COMENTARIO
Este nuevo discurso de Job toma pie de las palabras de Bildad sobre la justicia divina (cfr 8,3.20), y se desarrolla como una apelación directa a Dios para que acepte un hipotético pleito entre los dos, con el fin de mostrar que él (Job) ha obrado con justicia. Aquí no hay ninguna mención de los amigos. En cambio, contiene expresiones audaces, casi irreverentes, contra el proceder del mismo Dios, aun manteniéndose dentro de la estricta ortodoxia sobre la acción creadora y providente del Señor. Job llega a lamentar su impotencia ante Dios.
La introducción plantea el problema fundamental del largo parlamento: la justicia —integridad— del hombre ha de medirse a la luz de la grandeza y del poder divinos (9,1-4).
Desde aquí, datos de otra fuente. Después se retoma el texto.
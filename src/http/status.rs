/// An HTTP status code.
///
/// Any numeric code can be represented; the associated constants cover every
/// status the server emits. Reason-phrase lookup is total: codes without a
/// known phrase resolve to `"Unknown Status"`.
#[derive(Debug, Clone, Copy, PartialEq, Eq, Hash)]
pub struct StatusCode(u16);

impl StatusCode {
    pub const CONTINUE: StatusCode = StatusCode(100);
    pub const OK: StatusCode = StatusCode(200);
    pub const CREATED: StatusCode = StatusCode(201);
    pub const FOUND: StatusCode = StatusCode(302);
    pub const BAD_REQUEST: StatusCode = StatusCode(400);
    pub const UNAUTHORIZED: StatusCode = StatusCode(401);
    pub const FORBIDDEN: StatusCode = StatusCode(403);
    pub const NOT_FOUND: StatusCode = StatusCode(404);
    pub const PAYLOAD_TOO_LARGE: StatusCode = StatusCode(413);
    pub const UNSUPPORTED_MEDIA_TYPE: StatusCode = StatusCode(415);
    pub const EXPECTATION_FAILED: StatusCode = StatusCode(417);
    pub const INTERNAL_SERVER_ERROR: StatusCode = StatusCode(500);
    pub const NOT_IMPLEMENTED: StatusCode = StatusCode(501);
    pub const BAD_GATEWAY: StatusCode = StatusCode(502);
    pub const SERVICE_UNAVAILABLE: StatusCode = StatusCode(503);
    pub const GATEWAY_TIMEOUT: StatusCode = StatusCode(504);
    pub const HTTP_VERSION_NOT_SUPPORTED: StatusCode = StatusCode(505);

    pub const fn new(code: u16) -> Self {
        StatusCode(code)
    }

    /// Returns the numeric HTTP status code.
    ///
    /// # Example
    ///
    /// ```
    /// # use switchyard::http::status::StatusCode;
    /// assert_eq!(StatusCode::OK.as_u16(), 200);
    /// assert_eq!(StatusCode::NOT_FOUND.as_u16(), 404);
    /// ```
    pub fn as_u16(&self) -> u16 {
        self.0
    }

    /// Returns the standard HTTP reason phrase for this status code.
    ///
    /// # Example
    ///
    /// ```
    /// # use switchyard::http::status::StatusCode;
    /// assert_eq!(StatusCode::OK.reason_phrase(), "OK");
    /// assert_eq!(StatusCode::new(499).reason_phrase(), "Unknown Status");
    /// ```
    pub fn reason_phrase(&self) -> &'static str {
        reason_phrase(self.0)
    }

    /// True for 1xx statuses, which never terminate a request.
    pub fn is_informational(&self) -> bool {
        (100..200).contains(&self.0)
    }
}

impl From<u16> for StatusCode {
    fn from(code: u16) -> Self {
        StatusCode(code)
    }
}

impl std::fmt::Display for StatusCode {
    fn fmt(&self, f: &mut std::fmt::Formatter<'_>) -> std::fmt::Result {
        write!(f, "{} {}", self.0, self.reason_phrase())
    }
}

/// Looks up the reason phrase for a numeric status code.
pub fn reason_phrase(code: u16) -> &'static str {
    match code {
        100 => "Continue",
        101 => "Switching Protocols",
        200 => "OK",
        201 => "Created",
        202 => "Accepted",
        204 => "No Content",
        301 => "Moved Permanently",
        302 => "Found",
        304 => "Not Modified",
        400 => "Bad Request",
        401 => "Unauthorized",
        402 => "Payment Required",
        403 => "Forbidden",
        404 => "Not Found",
        405 => "Method Not Allowed",
        406 => "Not Acceptable",
        407 => "Proxy Authentication Required",
        408 => "Request Timeout",
        409 => "Conflict",
        410 => "Gone",
        411 => "Length Required",
        412 => "Precondition Failed",
        413 => "Payload Too Large",
        414 => "URI Too Long",
        415 => "Unsupported Media Type",
        416 => "Range Not Satisfiable",
        417 => "Expectation Failed",
        500 => "Internal Server Error",
        501 => "Not Implemented",
        502 => "Bad Gateway",
        503 => "Service Unavailable",
        504 => "Gateway Timeout",
        505 => "HTTP Version Not Supported",
        _ => "Unknown Status",
    }
}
La primera parte contiene un canto de exaltación de la omnipotencia de Dios en la creación (9,5-10), que contrasta con el comportamiento divino respecto del ser humano, a quien maltrata (9,11-24); termina lamentando la condición de inferioridad del hombre ante Dios, ya que no puede ir a pleito con Él para determinar la rectitud de su comportamiento (9,25-35). La segunda parte del discurso es una súplica similar a la contenida en el discurso anterior (cfr 7,16-21). En ella Job se queja de que Dios le trate con tanta severidad (10,1-7) a pesar de haberlo modelado con detalle (10,8-12). Termina pidiendo al Señor que le permita vivir en paz, que no le aflija continuamente con el dolor (10,13-22).
La terminología procesal de este discurso sirve para poner de relieve que Dios no actúa como actúan los hombres, y que su acción no puede entenderse con criterios humanos. Más bien al contrario, el criterio del hombre debe tener en cuenta la forma de actuar de Dios.